27 May 2015

Une salade plus ou moins « piémontaise »

If you've ever eaten more than a few times in Paris cafés or brasseries, you've probably come across or even ordered what's called a salade piémontaise. It's a standard item, like carottes râpées, salade de betteraves, or céleri rémoulade. You can also buy it ready-made in French supermarkets. I decided to make a salade piémontaise the other day, using ingredients I had in the fridge and pantry.


Salade piémontaise is a potato salad. The piémontaise in its name refers to the northern Italian region of Piemonte, but there is some doubt that the salad actually originated there. France controlled that region for more than 50 years in the 19th century, and somehow this salad got the name. The main ingredients are potatoes, cornichons (pickled gherkins), ham, hard-cooked eggs, and tomatoes. The dressing is a mixture of mayonnaise, mustard, and yogurt (or cream).


I've seen recipes that called for saucisses de strasbourg cut into chunks, or lardons fumés, or even chunks of cooked chicken breast, instead of ham. All that sounds good to me. The things you can't really leave out or substitute for seem be the potatoes, the cornichons, the eggs, and the creamy white dressing. If tomatoes are in season, they're standard too.

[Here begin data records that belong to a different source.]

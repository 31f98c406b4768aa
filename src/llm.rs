use std::time::{Duration, Instant};

use async_trait::async_trait;
use serde::Serialize;
use serde_json::Value;
use tracing::{debug, info, warn};

use crate::config::Settings;
use crate::error::{Report, ServiceError, Warning};
use crate::parser::blocks::ContentBlock;
use crate::retry::RetryPolicy;

const SYSTEM_PROMPT: &str = "You are a helpful assistant.";
/// Upper bound the chat endpoint accepts for `max_tokens`.
const MAX_COMPLETION_TOKENS: u32 = 4000;
const COMPLETION_TIMEOUT_SECS: u64 = 120;

/// One request to the text-structuring service.
#[derive(Debug, Clone)]
pub struct StructuringRequest {
    pub instruction: String,
    pub payload: String,
    pub max_output_tokens: u32,
    pub json_output: bool,
}

impl StructuringRequest {
    /// Instruction and payload as one user prompt.
    pub fn prompt(&self) -> String {
        format!("{}\n{}", self.instruction, self.payload)
    }
}

#[async_trait]
pub trait StructuringService: Send + Sync {
    /// Raw response text. Transport and API failures are errors; judging the
    /// text itself is left to the caller.
    async fn complete(&self, request: &StructuringRequest) -> Result<String, ServiceError>;
}

// ── Prompts ──

pub const SEGMENT_INSTRUCTION: &str = r#"Please help organize the raw contents extracted from a html into structured json blob.
The returned json keyed by "content" will be merged into a long list.

Please note:
1. The html can contain titles (h1, h2, h3), texts, codes, images (<img>), and videos.
2. If the texts themselves have ", please replace it with '.
3. Please merge consecutive code lines or paragraphs into one entry.

The json blob is expected to have the following structure:
{
    "content": [
        {"type": "h1", "text": "Section title"},
        {"type": "h2", "text": "Subsection title"},
        {"type": "text", "text": "Paragraph text"},
        {"type": "code", "text": "Code"},
        {"type": "image", "url": "https://image_url"},
        {"type": "video", "url": "https://video_url"}
    ]
}

The contents are below:"#;

const TAGGING_HINTS: &str = r#"Some suggested tags:
1. If this article is about building agent, please add the tag Agent.
2. If this article is about LLM, please add the tag LLM.
3. If this article is about deep learning in general, please add the tag Deep Learning.
4. If this article is about tech philosophy, please add the tag Tech Philosophy.
5. Please use any other tags that you think are relevant."#;

const TAGGING_FORMAT: &str = r#"Please generate the tags in the same language as the contents, and return in below json format:
{
    "tags": ["tag1", "tag2", "tag3"]
}"#;

/// Tagging prompt for the given article text. The topic hints are only
/// offered for curated article sources.
pub fn tagging_instruction(with_hints: bool) -> String {
    let mut s = String::from("Please help generate the tags based on the contents below the line.\n");
    if with_hints {
        s.push('\n');
        s.push_str(TAGGING_HINTS);
        s.push('\n');
    }
    s.push('\n');
    s.push_str(TAGGING_FORMAT);
    s.push_str("\n---");
    s
}

/// Ask the service for tags describing `blocks`. An unparsable reply yields
/// no tags and a warning; a failed call is an error.
pub async fn auto_tags(
    service: &dyn StructuringService,
    blocks: &[ContentBlock],
    with_hints: bool,
    max_output_tokens: u32,
    report: &mut Report,
) -> Result<Vec<String>, ServiceError> {
    let payload = blocks
        .iter()
        .filter_map(|b| b.text_value())
        .collect::<Vec<_>>()
        .join("\n");
    let request = StructuringRequest {
        instruction: tagging_instruction(with_hints),
        payload,
        max_output_tokens,
        json_output: true,
    };
    let raw = service.complete(&request).await?;
    match parse_tags(&raw) {
        Ok(tags) => {
            info!("Auto-generated {} tags", tags.len());
            Ok(tags)
        }
        Err(reason) => {
            report.push(Warning::TagsDiscarded { reason });
            Ok(Vec::new())
        }
    }
}

/// `{"tags": [...]}` to a list of strings. Non-string entries are dropped.
pub fn parse_tags(raw: &str) -> Result<Vec<String>, String> {
    let value: Value = serde_json::from_str(raw).map_err(|e| format!("invalid JSON: {}", e))?;
    let tags = value
        .get("tags")
        .and_then(Value::as_array)
        .ok_or_else(|| "missing \"tags\" array".to_string())?;
    Ok(tags
        .iter()
        .filter_map(Value::as_str)
        .map(str::to_string)
        .collect())
}

// ── OpenAI-compatible chat completions ──

#[derive(Debug, Serialize)]
struct ChatRequest<'a> {
    model: &'a str,
    messages: Vec<ChatMessage<'a>>,
    max_tokens: u32,
    temperature: f32,
    #[serde(skip_serializing_if = "Option::is_none")]
    response_format: Option<ResponseFormat>,
}

#[derive(Debug, Serialize)]
struct ChatMessage<'a> {
    role: &'static str,
    content: &'a str,
}

#[derive(Debug, Serialize)]
struct ResponseFormat {
    #[serde(rename = "type")]
    kind: &'static str,
}

pub struct OpenAiStructurer {
    client: reqwest::Client,
    api_key: String,
    base_url: String,
    model: String,
    temperature: f32,
    retry: RetryPolicy,
}

impl OpenAiStructurer {
    pub fn new(api_key: impl Into<String>, settings: &Settings) -> Result<Self, ServiceError> {
        let client = reqwest::Client::builder()
            .timeout(Duration::from_secs(COMPLETION_TIMEOUT_SECS))
            .build()
            .map_err(|e| ServiceError::Config(format!("failed to build HTTP client: {}", e)))?;
        Ok(Self {
            client,
            api_key: api_key.into(),
            base_url: settings.openai_base_url.trim_end_matches('/').to_string(),
            model: settings.model.clone(),
            temperature: settings.temperature,
            retry: settings.retry_policy(),
        })
    }

    /// Reads `OPENAI_API_KEY`.
    pub fn from_env(settings: &Settings) -> Result<Self, ServiceError> {
        let api_key = std::env::var("OPENAI_API_KEY")
            .map_err(|_| ServiceError::Config("OPENAI_API_KEY must be set".into()))?;
        Self::new(api_key, settings)
    }

    async fn send(&self, body: &ChatRequest<'_>) -> Result<String, ServiceError> {
        let response = self
            .client
            .post(format!("{}/chat/completions", self.base_url))
            .bearer_auth(&self.api_key)
            .json(body)
            .send()
            .await
            .map_err(|e| ServiceError::Network(e.to_string()))?;

        let status = response.status();
        if !status.is_success() {
            let error_text = response.text().await.unwrap_or_default();
            warn!(status = %status, error = %error_text, "chat completion rejected");
            return Err(ServiceError::Api(format!("HTTP {}: {}", status, error_text)));
        }

        let value: Value = response
            .json()
            .await
            .map_err(|e| ServiceError::Api(format!("unreadable response: {}", e)))?;
        parse_completion(&value)
    }
}

#[async_trait]
impl StructuringService for OpenAiStructurer {
    async fn complete(&self, request: &StructuringRequest) -> Result<String, ServiceError> {
        let prompt = request.prompt();
        let body = ChatRequest {
            model: &self.model,
            messages: vec![
                ChatMessage {
                    role: "system",
                    content: SYSTEM_PROMPT,
                },
                ChatMessage {
                    role: "user",
                    content: &prompt,
                },
            ],
            max_tokens: request.max_output_tokens.min(MAX_COMPLETION_TOKENS),
            temperature: self.temperature,
            response_format: request.json_output.then_some(ResponseFormat {
                kind: "json_object",
            }),
        };

        let start = Instant::now();
        let content = self
            .retry
            .run("chat completion", || self.send(&body))
            .await?;
        debug!(
            model = %self.model,
            duration_ms = start.elapsed().as_millis() as u64,
            "chat completion"
        );
        Ok(content)
    }
}

/// Pull `choices[0].message.content` out of a chat completion body.
pub fn parse_completion(value: &Value) -> Result<String, ServiceError> {
    let choice = value
        .get("choices")
        .and_then(Value::as_array)
        .and_then(|c| c.first())
        .ok_or_else(|| ServiceError::Api("failed to parse choices from completion".into()))?;
    let message = choice
        .get("message")
        .filter(|m| !m.is_null())
        .ok_or_else(|| ServiceError::Api("failed to parse message from completion".into()))?;
    message
        .get("content")
        .and_then(Value::as_str)
        .filter(|c| !c.is_empty())
        .map(str::to_string)
        .ok_or_else(|| ServiceError::Api("failed to parse content from completion".into()))
}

Hard boil the eggs by putting them into a pot of cold water, bringing it to the boil, and then turning off the heat and letting the eggs sit in the hot water for about 10 minutes. They won't be overcooked.

Tomatoes aren't in season yet, so I substituted some roasted red bell peppers, cut into largish pieces. And in the refrigerator we had two little Spanish chorizo sausages that we had grilled a couple of days earlier. They replaced the ham.

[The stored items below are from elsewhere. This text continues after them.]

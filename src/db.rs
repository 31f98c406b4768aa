use std::path::Path;
use std::sync::Mutex;

use async_trait::async_trait;
use chrono::NaiveDate;
use rusqlite::types::{ToSql, Type};
use rusqlite::{Connection, OptionalExtension};
use tracing::info;

use crate::error::SinkError;
use crate::parser::blocks::{BlockKind, ContentBlock};
use crate::parser::properties::ArchiveResult;

/// Destination for finished archive results.
#[async_trait]
pub trait DocumentSink: Send + Sync {
    /// Persist one result and return the new document's ID.
    async fn store(&self, result: &ArchiveResult) -> Result<String, SinkError>;
}

pub fn connect(path: &str) -> Result<Connection, SinkError> {
    if let Some(parent) = Path::new(path).parent().filter(|p| !p.as_os_str().is_empty()) {
        std::fs::create_dir_all(parent)?;
    }
    let conn = Connection::open(path)?;
    conn.execute_batch("PRAGMA journal_mode=WAL; PRAGMA foreign_keys=ON;")?;
    Ok(conn)
}

pub fn init_schema(conn: &Connection) -> Result<(), SinkError> {
    conn.execute_batch(
        "
        CREATE TABLE IF NOT EXISTS documents (
            id          INTEGER PRIMARY KEY,
            url         TEXT NOT NULL,
            title       TEXT NOT NULL,
            source_type TEXT NOT NULL,
            notes       TEXT NOT NULL DEFAULT '',
            tags        TEXT NOT NULL DEFAULT '[]',
            archived_at TEXT NOT NULL,
            published   TEXT,
            created_at  TEXT NOT NULL DEFAULT (datetime('now'))
        );
        CREATE INDEX IF NOT EXISTS idx_documents_url ON documents(url);

        CREATE TABLE IF NOT EXISTS blocks (
            id          INTEGER PRIMARY KEY,
            document_id INTEGER NOT NULL REFERENCES documents(id),
            position    INTEGER NOT NULL,
            kind        TEXT NOT NULL,
            text        TEXT,
            url         TEXT,
            UNIQUE(document_id, position)
        );
        CREATE INDEX IF NOT EXISTS idx_blocks_document ON blocks(document_id);
        ",
    )?;
    Ok(())
}

/// One document row with its blocks in a single transaction.
pub fn insert_document(conn: &Connection, result: &ArchiveResult) -> Result<i64, SinkError> {
    let props = &result.properties;
    let tags = serde_json::to_string(&props.tags)?;

    let tx = conn.unchecked_transaction()?;
    tx.execute(
        "INSERT INTO documents (url, title, source_type, notes, tags, archived_at, published)
         VALUES (?1, ?2, ?3, ?4, ?5, ?6, ?7)",
        rusqlite::params![
            props.url,
            props.title,
            props.source.label(),
            props.notes,
            tags,
            props.datetime,
            props.published,
        ],
    )?;
    let doc_id = tx.last_insert_rowid();
    {
        let mut stmt = tx.prepare(
            "INSERT INTO blocks (document_id, position, kind, text, url)
             VALUES (?1, ?2, ?3, ?4, ?5)",
        )?;
        for (position, block) in result.children.iter().enumerate() {
            stmt.execute(rusqlite::params![
                doc_id,
                position as i64,
                block.kind().as_str(),
                block.text_value(),
                block.url_value(),
            ])?;
        }
    }
    tx.commit()?;
    Ok(doc_id)
}

#[derive(Debug)]
pub struct DocumentRow {
    pub id: i64,
    pub url: String,
    pub title: String,
    pub source_type: String,
    pub notes: String,
    pub tags: Vec<String>,
    pub archived_at: String,
    pub published: Option<String>,
    pub block_count: usize,
}

const DOCUMENT_COLUMNS: &str = "d.id, d.url, d.title, d.source_type, d.notes, d.tags, d.archived_at,
        d.published, (SELECT COUNT(*) FROM blocks b WHERE b.document_id = d.id)";

fn document_row(row: &rusqlite::Row<'_>) -> rusqlite::Result<DocumentRow> {
    let tags: String = row.get(5)?;
    let tags = serde_json::from_str(&tags)
        .map_err(|e| rusqlite::Error::FromSqlConversionFailure(5, Type::Text, Box::new(e)))?;
    Ok(DocumentRow {
        id: row.get(0)?,
        url: row.get(1)?,
        title: row.get(2)?,
        source_type: row.get(3)?,
        notes: row.get(4)?,
        tags,
        archived_at: row.get(6)?,
        published: row.get(7)?,
        block_count: row.get(8)?,
    })
}

pub fn fetch_recent(conn: &Connection, limit: usize) -> Result<Vec<DocumentRow>, SinkError> {
    query_documents(conn, None, None, &[], limit)
}

/// Documents archived between `from` and `to` (inclusive days) carrying
/// every tag in `tags`, newest first.
pub fn query_documents(
    conn: &Connection,
    from: Option<NaiveDate>,
    to: Option<NaiveDate>,
    tags: &[String],
    limit: usize,
) -> Result<Vec<DocumentRow>, SinkError> {
    let mut conditions = Vec::new();
    let mut params: Vec<Box<dyn ToSql>> = Vec::new();

    if let Some(from) = from {
        conditions.push(format!("date(d.archived_at) >= ?{}", params.len() + 1));
        params.push(Box::new(from.format("%Y-%m-%d").to_string()));
    }
    if let Some(to) = to {
        conditions.push(format!("date(d.archived_at) <= ?{}", params.len() + 1));
        params.push(Box::new(to.format("%Y-%m-%d").to_string()));
    }
    for tag in tags {
        conditions.push(format!(
            "EXISTS (SELECT 1 FROM json_each(d.tags) WHERE json_each.value = ?{})",
            params.len() + 1
        ));
        params.push(Box::new(tag.clone()));
    }

    let where_clause = if conditions.is_empty() {
        String::new()
    } else {
        format!(" WHERE {}", conditions.join(" AND "))
    };
    let sql = format!(
        "SELECT {} FROM documents d{} ORDER BY d.id DESC LIMIT {}",
        DOCUMENT_COLUMNS, where_clause, limit
    );

    let mut stmt = conn.prepare(&sql)?;
    let param_refs: Vec<&dyn ToSql> = params.iter().map(|p| p.as_ref()).collect();
    let rows = stmt
        .query_map(param_refs.as_slice(), document_row)?
        .collect::<Result<Vec<_>, _>>()?;
    Ok(rows)
}

pub fn fetch_document(conn: &Connection, id: i64) -> Result<Option<DocumentRow>, SinkError> {
    let sql = format!("SELECT {} FROM documents d WHERE d.id = ?1", DOCUMENT_COLUMNS);
    Ok(conn.query_row(&sql, [id], document_row).optional()?)
}

pub fn fetch_blocks(conn: &Connection, document_id: i64) -> Result<Vec<ContentBlock>, SinkError> {
    let mut stmt = conn.prepare(
        "SELECT kind, text, url FROM blocks WHERE document_id = ?1 ORDER BY position",
    )?;
    let rows = stmt
        .query_map([document_id], |row| {
            let kind: String = row.get(0)?;
            let text: Option<String> = row.get(1)?;
            let url: Option<String> = row.get(2)?;
            let kind = BlockKind::parse(&kind);
            let value = if kind.carries_url() { url } else { text };
            Ok(ContentBlock::new(kind, value.unwrap_or_default()))
        })?
        .collect::<Result<Vec<_>, _>>()?;
    Ok(rows)
}

// ── Stats ──

pub struct Stats {
    pub documents: usize,
    pub blocks: usize,
    pub images: usize,
    pub by_source: Vec<(String, usize)>,
}

pub fn get_stats(conn: &Connection) -> Result<Stats, SinkError> {
    let documents: usize = conn.query_row("SELECT COUNT(*) FROM documents", [], |r| r.get(0))?;
    let blocks: usize = conn.query_row("SELECT COUNT(*) FROM blocks", [], |r| r.get(0))?;
    let images: usize = conn.query_row(
        "SELECT COUNT(*) FROM blocks WHERE kind = 'image'",
        [],
        |r| r.get(0),
    )?;
    let mut stmt = conn.prepare(
        "SELECT source_type, COUNT(*) FROM documents GROUP BY source_type ORDER BY 2 DESC",
    )?;
    let by_source = stmt
        .query_map([], |row| Ok((row.get(0)?, row.get(1)?)))?
        .collect::<Result<Vec<_>, _>>()?;
    Ok(Stats {
        documents,
        blocks,
        images,
        by_source,
    })
}

// ── Sink ──

pub struct SqliteSink {
    conn: Mutex<Connection>,
}

impl SqliteSink {
    pub fn open(path: &str) -> Result<Self, SinkError> {
        let conn = connect(path)?;
        init_schema(&conn)?;
        Ok(Self {
            conn: Mutex::new(conn),
        })
    }

    pub fn in_memory() -> Result<Self, SinkError> {
        let conn = Connection::open_in_memory()?;
        init_schema(&conn)?;
        Ok(Self {
            conn: Mutex::new(conn),
        })
    }

    pub fn with_conn<T>(
        &self,
        f: impl FnOnce(&Connection) -> Result<T, SinkError>,
    ) -> Result<T, SinkError> {
        let conn = self.conn.lock().map_err(|_| SinkError::Poisoned)?;
        f(&*conn)
    }
}

#[async_trait]
impl DocumentSink for SqliteSink {
    async fn store(&self, result: &ArchiveResult) -> Result<String, SinkError> {
        let id = self.with_conn(|conn| insert_document(conn, result))?;
        info!(
            "Stored document {} ({} blocks) for {}",
            id,
            result.children.len(),
            result.properties.url
        );
        Ok(id.to_string())
    }
}
use scraper::{ElementRef, Node, Selector};

/// A direct child of an element: either another element or a text run.
#[derive(Debug, Clone)]
pub enum Child<N> {
    Element(N),
    Text(String),
}

/// The read-only view of a parsed markup tree the extractors work against.
pub trait MarkupNode: Copy {
    fn tag(&self) -> &str;

    fn attr(&self, name: &str) -> Option<&str>;

    /// Direct children in document order. Comments and other node types are dropped.
    fn children(&self) -> Vec<Child<Self>>;

    /// Element descendants in document order, excluding `self`.
    fn descendants(&self) -> Vec<Self>;

    /// All descendant text, concatenated and trimmed.
    fn text(&self) -> String;

    fn select(&self, css: &str) -> Vec<Self>;

    fn is_descendant_of(&self, other: &Self) -> bool;

    fn select_one(&self, css: &str) -> Option<Self> {
        self.select(css).into_iter().next()
    }

    fn first_descendant(&self, tag: &str) -> Option<Self> {
        self.descendants().into_iter().find(|d| d.tag() == tag)
    }

    fn child_elements(&self) -> Vec<Self> {
        self.children()
            .into_iter()
            .filter_map(|c| match c {
                Child::Element(e) => Some(e),
                Child::Text(_) => None,
            })
            .collect()
    }

    /// The text of a node whose only content is a single text run, possibly
    /// wrapped in a chain of single-child elements.
    fn sole_text(&self) -> Option<String> {
        let mut children = self.children();
        if children.len() != 1 {
            return None;
        }
        match children.pop()? {
            Child::Text(t) => Some(t),
            Child::Element(e) => e.sole_text(),
        }
    }
}

impl<'a> MarkupNode for ElementRef<'a> {
    fn tag(&self) -> &str {
        self.value().name()
    }

    fn attr(&self, name: &str) -> Option<&str> {
        self.value().attr(name)
    }

    fn children(&self) -> Vec<Child<Self>> {
        (**self)
            .children()
            .filter_map(|node| match node.value() {
                Node::Element(_) => ElementRef::wrap(node).map(Child::Element),
                Node::Text(t) => Some(Child::Text(String::from(&**t))),
                _ => None,
            })
            .collect()
    }

    fn descendants(&self) -> Vec<Self> {
        (**self)
            .descendants()
            .skip(1)
            .filter_map(ElementRef::wrap)
            .collect()
    }

    fn text(&self) -> String {
        ElementRef::text(self).collect::<String>().trim().to_string()
    }

    fn select(&self, css: &str) -> Vec<Self> {
        match Selector::parse(css) {
            Ok(selector) => ElementRef::select(self, &selector).collect(),
            Err(_) => Vec::new(),
        }
    }

    fn is_descendant_of(&self, other: &Self) -> bool {
        let target = other.id();
        self.ancestors().any(|a| a.id() == target)
    }
}

#[cfg(test)]
mod tests {
    use super::*;
    use scraper::Html;

    fn body(doc: &Html) -> ElementRef<'_> {
        doc.root_element().select_one("body").unwrap()
    }

    #[test]
    fn children_keep_text_and_elements_in_order() {
        let doc = Html::parse_document("<p>one <strong>two</strong> three<!-- c --></p>");
        let p = body(&doc).select_one("p").unwrap();
        let kids = MarkupNode::children(&p);
        assert_eq!(kids.len(), 3);
        assert!(matches!(&kids[0], Child::Text(t) if t == "one "));
        assert!(matches!(&kids[1], Child::Element(e) if e.tag() == "strong"));
        assert!(matches!(&kids[2], Child::Text(t) if t == " three"));
    }

    #[test]
    fn descendants_exclude_self_and_follow_document_order() {
        let doc = Html::parse_document("<section><p><span>a</span></p><ul><li>b</li></ul></section>");
        let section = body(&doc).select_one("section").unwrap();
        let tags: Vec<String> = MarkupNode::descendants(&section)
            .iter()
            .map(|d| d.tag().to_string())
            .collect();
        assert_eq!(tags, vec!["p", "span", "ul", "li"]);
    }

    #[test]
    fn text_is_trimmed() {
        let doc = Html::parse_document("<blockquote>\n  quoted <em>words</em>  \n</blockquote>");
        let q = body(&doc).select_one("blockquote").unwrap();
        assert_eq!(MarkupNode::text(&q), "quoted words");
    }

    #[test]
    fn sole_text_follows_single_child_chain() {
        let doc = Html::parse_document("<p><span><em>deep</em></span></p><p><b>x</b><b>y</b></p>");
        let ps = MarkupNode::select(&body(&doc), "p");
        assert_eq!(ps[0].sole_text().as_deref(), Some("deep"));
        assert_eq!(ps[1].sole_text(), None);
    }

    #[test]
    fn descendant_check() {
        let doc = Html::parse_document("<div><p>in</p></div><p>out</p>");
        let b = body(&doc);
        let div = b.select_one("div").unwrap();
        let ps = MarkupNode::select(&b, "p");
        assert!(ps[0].is_descendant_of(&div));
        assert!(!ps[1].is_descendant_of(&div));
        assert!(!div.is_descendant_of(&div));
    }

    #[test]
    fn bad_selector_matches_nothing() {
        let doc = Html::parse_document("<p>x</p>");
        assert!(body(&doc).select_one("p[").is_none());
    }
}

The dressing was half a cup (120 milliliters) of plain yogurt or liquid cream, the same quantity of mayonnaise (from a jar), a tablespoon of Dijon mustard, a squirt of cider vinegar, and a few drops of Worcestershire sauce, with some salt, black pepper, and cayenne pepper. Stir it all together well. Thin it slightly with water to make it pourable.




I remember first discovering salade piémontaise when I was a student in Aix-en-Provence and in Paris way back in the 1970s. I was happy to find a potato salad like this one, because I missed the American potato salads I — we all — had grown up with. And the fact is, French potatoes are so good and creamy, but they don't fall apart in the creamy dressing. Cook them in a steamer for the best result.


American potato salads are usually yellow, because one ingredient of the dressing is bright yellow "ballpark" mustard. Not this one. Try not to overdo the dressing, actually. It's better thinned down enough that you can pour it on and let it just barely coat the salad ingredients. Put the eggs on top and try not to break them up by too much stirring. Avocado on the side or cut up and added to the salad is good too.

17 comments:

  1. I've never heard of salade piémontaise, but, of course, I very seldom go to cafés. Can't remember when I was in a brasserie parisienne the last time! It looks pretty good and it seems easy to prepare.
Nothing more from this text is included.